Phish360: A Multimodal Anti-Phishing Dataset

Why Phish360?

Scarcity of Multimodal Datasets

Despite the abundance of anti-phishing research, publicly available multimodal datasets are limited. This scarcity restricts the development and evaluation of models that can leverage different modalities (e.g., URLs, HTML, screenshots) for phishing detection.

Legitimate Data Bias

Many datasets primarily include the homepages of legitimate websites, leading to a bias where legitimate URLs are significantly shorter. Phish360 addresses this by incorporating legitimate login pages for a realistic and balanced distribution.

Low Diversity in Samples

Existing datasets are often collected from a narrow range of sources over a short timeframe. This leads to a lack of diversity, with many datasets containing similar or redundant URLs, reducing their value for real-world applications.

Data Integrity Issues

Existing datasets often suffer from missing content, duplicates, or offline pages. Phish360 guarantees data integrity by pre-validating every sample to ensure the URL, HTML, and screenshot are accessible and correctly rendered.

Contributions

Multimodal Triplet

First dataset to enforce unique (URL, HTML, Image) triplets to eliminate data leakage. This ensures that models are trained on distinct samples, preventing overfitting to duplicates.

Linguistic Diversity

Includes samples in 30+ languages, moving beyond English-only biases. This global coverage ensures that detection models remain robust across different linguistic contexts.

Optimized Processing

Provided in Parquet format for efficient, column-oriented data retrieval.

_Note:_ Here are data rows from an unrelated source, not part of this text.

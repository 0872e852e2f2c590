//! Managed TCP connection with optional stream encryption and half-close
//!
//! A [`ManagedConnection`] owns one socket. Reads are decrypted and writes
//! encrypted when the connection is [`Transform::Ciphered`]. The read and
//! write directions can be shut down independently, and both operations are
//! idempotent.

use rqtunnel_cipher::{Cipher, CipherSpec, Decryptor, Encryptor};
use socket2::SockRef;
use std::io;
use std::net::{Shutdown, SocketAddr};
use std::sync::atomic::{AtomicBool, Ordering};
use std::sync::Arc;
use tokio::io::{AsyncReadExt, AsyncWriteExt};
use tokio::net::tcp::{OwnedReadHalf, OwnedWriteHalf};
use tokio::net::TcpStream;
use tracing::debug;

/// Byte transform applied to a connection
#[derive(Debug)]
pub enum Transform {
    /// Bytes pass through untouched (local legs)
    Plain,
    /// Bytes are encrypted on write and decrypted on read (the protected leg)
    Ciphered(Cipher),
}

impl Transform {
    /// Transform for the protected leg under `spec`.
    ///
    /// The `none` method maps to [`Transform::Plain`] so no keystream runs.
    pub fn protected(spec: &CipherSpec) -> Self {
        if spec.is_identity() {
            Transform::Plain
        } else {
            Transform::Ciphered(spec.new_cipher())
        }
    }

    pub fn is_ciphered(&self) -> bool {
        matches!(self, Transform::Ciphered(_))
    }

    fn into_halves(self) -> (Option<Encryptor>, Option<Decryptor>) {
        match self {
            Transform::Plain => (None, None),
            Transform::Ciphered(cipher) => {
                let (encryptor, decryptor) = cipher.into_split();
                (Some(encryptor), Some(decryptor))
            }
        }
    }
}

/// Close bookkeeping shared by the two halves of one socket
#[derive(Debug)]
struct CloseState {
    peer: Option<SocketAddr>,
    read_closed: AtomicBool,
    write_closed: AtomicBool,
    released: AtomicBool,
}

impl CloseState {
    /// Log the release once both directions are down.
    fn half_closed(&self) {
        let both = self.read_closed.load(Ordering::Acquire)
            && self.write_closed.load(Ordering::Acquire);
        if both
            && self
                .released
                .compare_exchange(false, true, Ordering::AcqRel, Ordering::Acquire)
                .is_ok()
        {
            debug!(peer = ?self.peer, "Connection fully closed");
        }
    }
}

/// Read direction of a managed connection
#[derive(Debug)]
pub struct ConnReader {
    half: OwnedReadHalf,
    decryptor: Option<Decryptor>,
    state: Arc<CloseState>,
}

impl ConnReader {
    /// Read and decrypt. Returns `Ok(0)` at EOF or after [`close_read`](Self::close_read).
    pub async fn read(&mut self, buf: &mut [u8]) -> io::Result<usize> {
        if self.is_read_closed() {
            return Ok(0);
        }
        let n = self.half.read(buf).await?;
        self.decrypt(&mut buf[..n]);
        Ok(n)
    }

    /// Wait until the socket has data, EOF or an error pending.
    pub async fn readable(&self) -> io::Result<()> {
        self.half.readable().await
    }

    /// Non-blocking read; `WouldBlock` when nothing is pending.
    pub fn try_read(&mut self, buf: &mut [u8]) -> io::Result<usize> {
        if self.is_read_closed() {
            return Ok(0);
        }
        let n = self.half.try_read(buf)?;
        self.decrypt(&mut buf[..n]);
        Ok(n)
    }

    fn decrypt(&mut self, buf: &mut [u8]) {
        if let Some(decryptor) = self.decryptor.as_mut() {
            decryptor.decrypt(buf);
        }
    }

    /// Shut down the read half. Calling it again is a no-op.
    pub fn close_read(&mut self) -> io::Result<()> {
        if self.state.read_closed.swap(true, Ordering::AcqRel) {
            return Ok(());
        }
        let result = match SockRef::from(self.half.as_ref()).shutdown(Shutdown::Read) {
            // Peer already gone, nothing left to shut down
            Err(e) if e.kind() == io::ErrorKind::NotConnected => Ok(()),
            other => other,
        };
        self.state.half_closed();
        result
    }

    pub fn is_read_closed(&self) -> bool {
        self.state.read_closed.load(Ordering::Acquire)
    }

    pub fn peer_addr(&self) -> Option<SocketAddr> {
        self.state.peer
    }
}

/// Write direction of a managed connection
#[derive(Debug)]
pub struct ConnWriter {
    half: OwnedWriteHalf,
    encryptor: Option<Encryptor>,
    state: Arc<CloseState>,
}

impl ConnWriter {
    /// Encrypt `buf` in place and write all of it.
    ///
    /// On a ciphered connection `buf` holds ciphertext afterwards. Writing
    /// after [`close_write`](Self::close_write) fails with `BrokenPipe`.
    pub async fn write_all(&mut self, buf: &mut [u8]) -> io::Result<()> {
        if self.is_write_closed() {
            return Err(io::Error::new(
                io::ErrorKind::BrokenPipe,
                "write half already closed",
            ));
        }
        if let Some(encryptor) = self.encryptor.as_mut() {
            encryptor.encrypt(buf);
        }
        self.half.write_all(buf).await
    }

    /// Shut down the write half, sending EOF to the peer. Calling it again is a no-op.
    pub async fn close_write(&mut self) -> io::Result<()> {
        if self.state.write_closed.swap(true, Ordering::AcqRel) {
            return Ok(());
        }
        let result = match self.half.shutdown().await {
            Err(e) if e.kind() == io::ErrorKind::NotConnected => Ok(()),
            other => other,
        };
        self.state.half_closed();
        result
    }

    pub fn is_write_closed(&self) -> bool {
        self.state.write_closed.load(Ordering::Acquire)
    }

    pub fn peer_addr(&self) -> Option<SocketAddr> {
        self.state.peer
    }
}

/// One socket plus its optional cipher
///
/// The socket is released when both halves have been dropped.
#[derive(Debug)]
pub struct ManagedConnection {
    reader: ConnReader,
    writer: ConnWriter,
}

impl ManagedConnection {
    pub fn new(stream: TcpStream, transform: Transform) -> Self {
        let peer = stream.peer_addr().ok();
        let (read_half, write_half) = stream.into_split();
        let (encryptor, decryptor) = transform.into_halves();

        let state = Arc::new(CloseState {
            peer,
            read_closed: AtomicBool::new(false),
            write_closed: AtomicBool::new(false),
            released: AtomicBool::new(false),
        });

        Self {
            reader: ConnReader {
                half: read_half,
                decryptor,
                state: state.clone(),
            },
            writer: ConnWriter {
                half: write_half,
                encryptor,
                state,
            },
        }
    }

    /// Plaintext connection (local legs)
    pub fn plain(stream: TcpStream) -> Self {
        Self::new(stream, Transform::Plain)
    }

    pub async fn read(&mut self, buf: &mut [u8]) -> io::Result<usize> {
        self.reader.read(buf).await
    }

    pub async fn write_all(&mut self, buf: &mut [u8]) -> io::Result<()> {
        self.writer.write_all(buf).await
    }

    pub async fn close_write(&mut self) -> io::Result<()> {
        self.writer.close_write().await
    }

    pub fn close_read(&mut self) -> io::Result<()> {
        self.reader.close_read()
    }

    pub fn is_read_closed(&self) -> bool {
        self.reader.is_read_closed()
    }

    pub fn is_write_closed(&self) -> bool {
        self.writer.is_write_closed()
    }

    /// True once both directions have been shut down
    pub fn is_closed(&self) -> bool {
        self.reader.state.released.load(Ordering::Acquire)
    }

    pub fn peer_addr(&self) -> Option<SocketAddr> {
        self.reader.peer_addr()
    }

    pub fn into_split(self) -> (ConnReader, ConnWriter) {
        (self.reader, self.writer)
    }
}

Researchers can load massive datasets in seconds compared to traditional CSV or JSON formats.

Reproducible Benchmarks

Sets a standard baseline for comparing text-based, image-based, and hybrid models. The pre-defined train/test splits allow for fair and consistent performance evaluation across studies.

Our Features

Screenshots

1280x960 resolution available for 100% of samples.

Raw HTML

Full source code captured for 100% of samples.

Full URLs

Complete paths including query parameters.

Rich Metadata

Includes Brand, TLD, SSL status, and more.

Parquet Format

High-performance columnar storage for big data.

Multi-Language

30 Phishing & 27 Legitimate languages.

Time-Spaced

Collected over 2.5 years to capture trends.

Easily Extendable

Modular architecture allows easy addition of new features.

Dataset Statistics

Class Distribution

Linguistic Diversity

COMPARISON

Phishing URL Domain Statistics

Dataset Name	URLs (%)	Domains (%)	TLD (%)	FLD (%)	Subdomains (%)
PWD2016	38.25	17.71	1.40	17.85	2.74
PhishIntention	87.21	42.62	1.56	43.04	24.46
PILWD-134K	86.68	45.23	1.08	46.41	21.35
VanNL126K	100.0	25.91	0.67	26.85	13.65
Phish360 (Ours)	98.26	73.63	6.69	73.86	28.69

Legitimate URLDomain Statistics

Dataset Name	URLs (%)	Domains (%)	TLD (%)	FLD (%)	Subdomains (%)
PWD2016	100.0	92.97	2.46	-	0.65
PhishIntention	87.94	82.98	2.17	86.68	3.21
PILWD-134K	99.23	91.37	0.76	92.57	3.27
VanNL126K	100.0	84.90	2.16	85.68	9.94
Phish360 (Ours)	99.41	88.73	3.07	88.92	7.29

View Full Benchmarks & Download Datasets Parquet Files

How to Use

Load Data

Easily load specific columns using Pandas.

import pandas as pd

# Load specific columns
cols = ['URL', 'full_html', 'BeautifulSoup_text', 'image_path', 'class']
df = pd.read_parquet('phish360.parquet', columns=cols)

Experiment

Use the pre-defined split for reproducible results.

from sklearn.model_selection import train_test_split
import pandas as pd

# 1. Read datasets
phish = pd.read_parquet('Phish360_phish.parquet')
legit = pd.read_parquet('Phish360_legit.parquet')

# 2. Add & Combine
df = pd.concat([phish, legit], ignore_index=True)

# 3. Split (80/20, seed=42)
train, test = train_test_split(df, test_size=0.2, random_state=42, stratify=y)

Experimental Results

CrossPhire Performance on All Benchmark Datasets

Detailed performance metrics of CrossPhire (using ResNet50 and DenseNet121 vision encoders) across five standard phishing datasets.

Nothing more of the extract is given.